Data listing Block Start

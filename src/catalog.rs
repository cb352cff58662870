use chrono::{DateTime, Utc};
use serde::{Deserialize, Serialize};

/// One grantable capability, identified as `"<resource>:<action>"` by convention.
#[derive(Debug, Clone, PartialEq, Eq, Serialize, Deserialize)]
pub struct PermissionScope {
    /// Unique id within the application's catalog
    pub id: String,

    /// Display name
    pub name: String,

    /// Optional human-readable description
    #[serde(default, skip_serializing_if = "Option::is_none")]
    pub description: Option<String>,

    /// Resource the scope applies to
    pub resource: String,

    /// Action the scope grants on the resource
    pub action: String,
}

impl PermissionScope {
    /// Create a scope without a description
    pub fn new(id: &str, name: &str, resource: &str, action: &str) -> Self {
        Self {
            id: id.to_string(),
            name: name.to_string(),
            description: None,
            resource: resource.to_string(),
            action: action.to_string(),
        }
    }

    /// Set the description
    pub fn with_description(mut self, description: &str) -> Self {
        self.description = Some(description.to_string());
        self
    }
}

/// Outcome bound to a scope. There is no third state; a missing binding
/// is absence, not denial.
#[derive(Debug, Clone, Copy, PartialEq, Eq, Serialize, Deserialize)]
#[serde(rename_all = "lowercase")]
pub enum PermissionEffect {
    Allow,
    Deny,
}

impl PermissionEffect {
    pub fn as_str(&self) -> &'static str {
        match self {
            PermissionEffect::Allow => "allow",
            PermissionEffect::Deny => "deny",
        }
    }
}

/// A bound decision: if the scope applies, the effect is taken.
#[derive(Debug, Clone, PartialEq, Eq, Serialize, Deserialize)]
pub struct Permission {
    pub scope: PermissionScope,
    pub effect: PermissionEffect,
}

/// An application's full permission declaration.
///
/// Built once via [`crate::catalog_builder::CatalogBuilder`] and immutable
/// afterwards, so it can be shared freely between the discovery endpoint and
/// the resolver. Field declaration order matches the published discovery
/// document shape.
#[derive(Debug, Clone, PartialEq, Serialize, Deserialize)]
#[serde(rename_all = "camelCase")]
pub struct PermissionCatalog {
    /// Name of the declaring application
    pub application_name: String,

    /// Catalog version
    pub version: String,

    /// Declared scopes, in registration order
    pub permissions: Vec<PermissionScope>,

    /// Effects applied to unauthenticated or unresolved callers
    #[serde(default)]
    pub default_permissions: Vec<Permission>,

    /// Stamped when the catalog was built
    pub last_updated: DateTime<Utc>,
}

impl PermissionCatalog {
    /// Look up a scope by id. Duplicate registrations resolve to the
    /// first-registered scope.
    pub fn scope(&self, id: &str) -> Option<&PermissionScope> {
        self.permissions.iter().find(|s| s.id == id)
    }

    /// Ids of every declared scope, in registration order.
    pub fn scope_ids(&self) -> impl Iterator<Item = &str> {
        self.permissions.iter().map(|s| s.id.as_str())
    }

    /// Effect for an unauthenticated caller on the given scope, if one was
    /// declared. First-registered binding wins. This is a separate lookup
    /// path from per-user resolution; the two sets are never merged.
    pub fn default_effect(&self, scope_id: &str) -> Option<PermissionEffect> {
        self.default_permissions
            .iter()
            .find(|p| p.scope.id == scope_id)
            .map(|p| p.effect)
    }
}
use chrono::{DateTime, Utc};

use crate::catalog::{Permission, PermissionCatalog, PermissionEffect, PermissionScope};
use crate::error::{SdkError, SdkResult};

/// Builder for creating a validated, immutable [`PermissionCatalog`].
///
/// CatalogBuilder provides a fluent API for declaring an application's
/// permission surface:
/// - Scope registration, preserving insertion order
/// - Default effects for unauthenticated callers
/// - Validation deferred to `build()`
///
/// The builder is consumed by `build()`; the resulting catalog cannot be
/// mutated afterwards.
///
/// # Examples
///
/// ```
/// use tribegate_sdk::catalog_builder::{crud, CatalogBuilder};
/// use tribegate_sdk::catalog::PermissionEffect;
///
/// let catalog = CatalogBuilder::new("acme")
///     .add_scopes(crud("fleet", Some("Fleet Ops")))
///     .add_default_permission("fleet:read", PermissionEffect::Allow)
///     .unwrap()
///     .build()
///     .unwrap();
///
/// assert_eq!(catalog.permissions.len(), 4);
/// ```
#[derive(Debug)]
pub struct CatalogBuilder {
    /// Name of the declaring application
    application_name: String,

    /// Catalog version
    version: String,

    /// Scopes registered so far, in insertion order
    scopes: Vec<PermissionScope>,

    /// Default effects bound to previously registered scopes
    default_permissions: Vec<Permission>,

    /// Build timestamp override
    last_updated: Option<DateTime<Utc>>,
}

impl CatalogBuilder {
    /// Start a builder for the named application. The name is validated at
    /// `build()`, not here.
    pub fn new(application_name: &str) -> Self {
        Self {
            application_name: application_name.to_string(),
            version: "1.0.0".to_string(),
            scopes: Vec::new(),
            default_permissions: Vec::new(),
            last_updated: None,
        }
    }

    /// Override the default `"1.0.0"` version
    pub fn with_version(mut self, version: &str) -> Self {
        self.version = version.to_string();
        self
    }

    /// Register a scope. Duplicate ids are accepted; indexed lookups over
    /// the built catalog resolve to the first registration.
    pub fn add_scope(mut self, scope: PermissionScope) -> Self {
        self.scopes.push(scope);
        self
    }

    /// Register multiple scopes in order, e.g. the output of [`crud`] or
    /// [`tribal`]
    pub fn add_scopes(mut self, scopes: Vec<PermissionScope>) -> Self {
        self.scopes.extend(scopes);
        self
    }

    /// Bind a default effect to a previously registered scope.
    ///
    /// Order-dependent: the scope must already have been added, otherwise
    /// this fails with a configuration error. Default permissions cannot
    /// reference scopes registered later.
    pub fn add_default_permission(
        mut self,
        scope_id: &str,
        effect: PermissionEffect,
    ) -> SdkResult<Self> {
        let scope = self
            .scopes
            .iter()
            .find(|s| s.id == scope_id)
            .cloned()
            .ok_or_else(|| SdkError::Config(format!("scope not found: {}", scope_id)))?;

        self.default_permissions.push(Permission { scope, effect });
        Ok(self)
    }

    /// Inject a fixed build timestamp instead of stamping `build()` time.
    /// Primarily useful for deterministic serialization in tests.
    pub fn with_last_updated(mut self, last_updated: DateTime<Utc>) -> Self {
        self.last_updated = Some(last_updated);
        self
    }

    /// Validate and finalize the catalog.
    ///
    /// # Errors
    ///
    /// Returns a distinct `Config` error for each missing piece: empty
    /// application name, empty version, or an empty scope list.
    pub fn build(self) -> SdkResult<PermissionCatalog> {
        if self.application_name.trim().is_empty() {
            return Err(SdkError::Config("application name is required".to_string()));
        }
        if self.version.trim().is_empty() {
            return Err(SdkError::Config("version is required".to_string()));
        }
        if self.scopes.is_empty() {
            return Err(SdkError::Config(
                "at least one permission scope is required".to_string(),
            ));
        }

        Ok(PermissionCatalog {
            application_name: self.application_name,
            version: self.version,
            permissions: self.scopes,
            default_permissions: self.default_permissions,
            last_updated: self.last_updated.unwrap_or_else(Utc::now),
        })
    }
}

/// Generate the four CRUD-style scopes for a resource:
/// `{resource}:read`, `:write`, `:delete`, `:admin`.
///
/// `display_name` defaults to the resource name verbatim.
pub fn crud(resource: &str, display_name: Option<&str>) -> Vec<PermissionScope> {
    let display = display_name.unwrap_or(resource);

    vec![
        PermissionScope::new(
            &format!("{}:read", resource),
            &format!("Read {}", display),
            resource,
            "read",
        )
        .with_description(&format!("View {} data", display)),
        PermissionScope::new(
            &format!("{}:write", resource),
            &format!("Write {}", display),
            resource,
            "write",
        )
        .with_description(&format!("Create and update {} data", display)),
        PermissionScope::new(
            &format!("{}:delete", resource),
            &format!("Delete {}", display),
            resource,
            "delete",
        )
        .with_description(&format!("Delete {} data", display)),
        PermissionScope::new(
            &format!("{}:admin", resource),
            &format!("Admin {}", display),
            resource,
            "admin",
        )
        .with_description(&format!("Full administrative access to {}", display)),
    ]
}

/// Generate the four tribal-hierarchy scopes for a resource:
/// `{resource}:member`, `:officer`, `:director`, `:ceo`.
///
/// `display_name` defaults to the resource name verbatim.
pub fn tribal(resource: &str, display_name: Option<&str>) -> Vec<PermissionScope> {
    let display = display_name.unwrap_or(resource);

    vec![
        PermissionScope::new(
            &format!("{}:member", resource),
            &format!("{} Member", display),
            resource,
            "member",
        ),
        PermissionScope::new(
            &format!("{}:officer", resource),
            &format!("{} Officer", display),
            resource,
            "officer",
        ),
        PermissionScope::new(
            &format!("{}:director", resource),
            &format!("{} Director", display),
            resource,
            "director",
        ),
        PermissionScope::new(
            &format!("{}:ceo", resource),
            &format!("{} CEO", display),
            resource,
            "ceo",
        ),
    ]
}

Data listing Block End
Data listing Block Start

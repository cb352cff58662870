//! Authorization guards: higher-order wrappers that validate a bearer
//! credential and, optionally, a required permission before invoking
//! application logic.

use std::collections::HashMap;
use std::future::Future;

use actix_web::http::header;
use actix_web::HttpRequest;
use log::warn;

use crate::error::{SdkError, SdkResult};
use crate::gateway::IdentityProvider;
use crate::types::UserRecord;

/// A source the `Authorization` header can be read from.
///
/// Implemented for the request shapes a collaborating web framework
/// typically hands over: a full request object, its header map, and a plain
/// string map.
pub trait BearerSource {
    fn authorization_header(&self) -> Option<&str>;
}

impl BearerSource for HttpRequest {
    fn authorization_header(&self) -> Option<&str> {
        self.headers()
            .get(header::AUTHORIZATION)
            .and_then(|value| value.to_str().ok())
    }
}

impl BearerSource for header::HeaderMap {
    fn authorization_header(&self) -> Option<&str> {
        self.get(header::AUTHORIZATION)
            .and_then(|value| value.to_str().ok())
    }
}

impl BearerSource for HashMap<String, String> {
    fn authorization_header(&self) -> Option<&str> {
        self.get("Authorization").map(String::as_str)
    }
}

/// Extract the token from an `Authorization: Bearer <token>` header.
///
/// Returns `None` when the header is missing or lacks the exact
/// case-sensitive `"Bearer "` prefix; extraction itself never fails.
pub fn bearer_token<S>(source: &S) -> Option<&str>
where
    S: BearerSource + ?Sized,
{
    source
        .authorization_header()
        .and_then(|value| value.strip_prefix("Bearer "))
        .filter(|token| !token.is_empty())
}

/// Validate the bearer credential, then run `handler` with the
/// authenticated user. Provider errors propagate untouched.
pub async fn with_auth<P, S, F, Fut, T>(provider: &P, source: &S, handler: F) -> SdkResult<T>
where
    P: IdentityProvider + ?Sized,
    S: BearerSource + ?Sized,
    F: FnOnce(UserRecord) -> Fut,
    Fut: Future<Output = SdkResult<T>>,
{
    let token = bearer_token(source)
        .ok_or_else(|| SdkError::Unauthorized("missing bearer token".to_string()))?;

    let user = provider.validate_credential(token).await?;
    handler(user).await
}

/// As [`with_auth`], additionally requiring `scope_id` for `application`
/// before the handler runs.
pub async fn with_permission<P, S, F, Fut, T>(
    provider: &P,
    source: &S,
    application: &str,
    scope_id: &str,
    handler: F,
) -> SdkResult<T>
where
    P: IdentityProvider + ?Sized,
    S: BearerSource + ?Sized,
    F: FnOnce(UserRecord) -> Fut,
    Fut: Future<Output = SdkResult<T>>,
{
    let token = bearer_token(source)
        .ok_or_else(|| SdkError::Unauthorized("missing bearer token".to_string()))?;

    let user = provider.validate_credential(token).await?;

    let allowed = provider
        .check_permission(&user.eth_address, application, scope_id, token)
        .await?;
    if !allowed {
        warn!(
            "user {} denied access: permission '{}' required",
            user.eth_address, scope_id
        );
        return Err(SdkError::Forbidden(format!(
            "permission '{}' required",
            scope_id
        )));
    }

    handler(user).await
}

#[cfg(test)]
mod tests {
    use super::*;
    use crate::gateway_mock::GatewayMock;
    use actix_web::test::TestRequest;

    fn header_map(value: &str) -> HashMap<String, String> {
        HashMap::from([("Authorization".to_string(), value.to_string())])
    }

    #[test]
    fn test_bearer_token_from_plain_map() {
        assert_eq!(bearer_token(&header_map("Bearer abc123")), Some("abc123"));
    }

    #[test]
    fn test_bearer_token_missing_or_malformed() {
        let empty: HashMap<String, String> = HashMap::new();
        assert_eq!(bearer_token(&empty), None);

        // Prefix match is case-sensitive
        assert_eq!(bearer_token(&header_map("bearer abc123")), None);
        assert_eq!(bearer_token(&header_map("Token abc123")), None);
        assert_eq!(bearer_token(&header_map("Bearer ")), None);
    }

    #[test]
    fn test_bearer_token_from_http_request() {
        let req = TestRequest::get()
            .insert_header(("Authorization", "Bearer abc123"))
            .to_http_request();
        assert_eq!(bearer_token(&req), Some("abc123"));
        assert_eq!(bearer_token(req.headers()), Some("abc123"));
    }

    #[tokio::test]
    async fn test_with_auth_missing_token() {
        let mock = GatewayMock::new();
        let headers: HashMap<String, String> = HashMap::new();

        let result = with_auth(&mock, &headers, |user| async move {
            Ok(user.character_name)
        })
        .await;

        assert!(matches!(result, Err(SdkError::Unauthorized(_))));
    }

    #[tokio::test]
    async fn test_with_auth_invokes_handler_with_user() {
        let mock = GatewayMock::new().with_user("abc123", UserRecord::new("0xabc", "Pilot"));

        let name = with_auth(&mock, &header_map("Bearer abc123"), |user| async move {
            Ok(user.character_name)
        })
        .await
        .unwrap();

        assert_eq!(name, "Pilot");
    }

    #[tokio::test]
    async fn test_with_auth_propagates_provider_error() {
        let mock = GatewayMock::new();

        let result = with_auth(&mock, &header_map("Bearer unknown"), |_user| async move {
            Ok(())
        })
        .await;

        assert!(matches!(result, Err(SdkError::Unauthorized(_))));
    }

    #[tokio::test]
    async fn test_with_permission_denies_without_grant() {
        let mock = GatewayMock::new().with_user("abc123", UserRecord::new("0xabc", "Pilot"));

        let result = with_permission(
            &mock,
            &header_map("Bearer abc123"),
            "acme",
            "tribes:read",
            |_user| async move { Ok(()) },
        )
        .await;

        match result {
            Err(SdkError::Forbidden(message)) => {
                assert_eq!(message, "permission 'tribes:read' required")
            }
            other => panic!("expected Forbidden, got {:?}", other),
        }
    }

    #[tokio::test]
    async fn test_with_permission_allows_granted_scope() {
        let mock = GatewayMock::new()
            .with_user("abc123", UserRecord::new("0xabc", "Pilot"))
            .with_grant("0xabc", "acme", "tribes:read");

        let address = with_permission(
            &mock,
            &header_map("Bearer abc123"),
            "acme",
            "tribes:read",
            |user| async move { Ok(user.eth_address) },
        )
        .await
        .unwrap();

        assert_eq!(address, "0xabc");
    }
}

Data listing Block End

Goal of the exercise
Copy every line in the data above that has the string "PermissionEffect" in it.

Response below
pub enum PermissionEffect {
impl PermissionEffect {
            PermissionEffect::Allow => "allow",
            PermissionEffect::Deny => "deny",
    pub effect: PermissionEffect,
    pub fn default_effect(&self, scope_id: &str) -> Option<PermissionEffect> {
use crate::catalog::{Permission, PermissionCatalog, PermissionEffect, PermissionScope};
/// use tribegate_sdk::catalog::PermissionEffect;
///     .add_default_permission("fleet:read", PermissionEffect::Allow)
        effect: PermissionEffect,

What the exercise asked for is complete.